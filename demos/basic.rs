//! Basic example using the in-memory session cache

use salvo::prelude::*;
use salvo_cache_session::{CacheSessionHandler, MemoryStore, SessionConfig, SessionDepotExt};

#[handler]
async fn index(depot: &mut Depot) -> String {
    let session = depot.session_mut().expect("Session not found");

    let views: i32 = session.get("views").unwrap_or(0);
    if let Err(e) = session.set("views", views + 1) {
        return format!("Could not update session: {}", e);
    }

    format!(
        "Hello! You have viewed this page {} time(s).\nSession ID: {}",
        views + 1,
        session.id()
    )
}

#[handler]
async fn get_user(depot: &mut Depot) -> String {
    let user = depot.session().and_then(|s| s.get::<String>("user"));

    match user {
        Some(user) => format!("Logged in as: {}", user),
        None => "Not logged in".to_string(),
    }
}

#[handler]
async fn login(req: &mut Request, depot: &mut Depot) -> String {
    let username = req.query::<String>("name").unwrap_or_else(|| "anonymous".to_string());
    let session = depot.session_mut().expect("Session not found");

    // New identity, new session ID
    session.regenerate();
    if let Err(e) = session.set("user", &username) {
        return format!("Could not update session: {}", e);
    }

    format!("User set to: {}", username)
}

#[handler]
async fn remember_me(depot: &mut Depot) -> &'static str {
    let session = depot.session_mut().expect("Session not found");

    // One week, whatever the global persistence setting says
    match session.persist_session_for(7 * 24 * 3600) {
        Ok(()) => "Cookie will survive browser restarts for a week",
        Err(_) => "Could not update session",
    }
}

#[handler]
async fn logout(depot: &mut Depot) -> &'static str {
    let session = depot.session_mut().expect("Session not found");

    session.clear();

    "Logged out successfully"
}

#[tokio::main]
async fn main() {
    tracing_subscriber::fmt::init();

    let config = SessionConfig::new("sess")
        .with_http_only(true)
        .with_cache_limiter("private")
        .with_cache_expire(3600);

    let session_handler = match CacheSessionHandler::new(MemoryStore::new(), config) {
        Ok(handler) => handler,
        Err(e) => {
            eprintln!("Invalid session configuration: {}", e);
            return;
        }
    };

    let router = Router::new()
        .hoop(session_handler)
        .get(index)
        .push(Router::with_path("user").get(get_user))
        .push(Router::with_path("login").get(login))
        .push(Router::with_path("remember").get(remember_me))
        .push(Router::with_path("logout").get(logout));

    let acceptor = TcpListener::new("127.0.0.1:5800").bind().await;
    println!("Server running at http://127.0.0.1:5800");
    println!("Try these endpoints:");
    println!("  GET /                 - View counter");
    println!("  GET /user             - Get current user");
    println!("  GET /login?name=alice - Set user (rotates session ID)");
    println!("  GET /remember         - Make the session cookie persistent");
    println!("  GET /logout           - Clear session");

    Server::new(acceptor).serve(router).await;
}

__EXERCISE__. Search the data for "static". Copy every line that has it.

__SOLUTION FOR THIS PROBLEM__.
async fn remember_me(depot: &mut Depot) -> &'static str {
async fn logout(depot: &mut Depot) -> &'static str {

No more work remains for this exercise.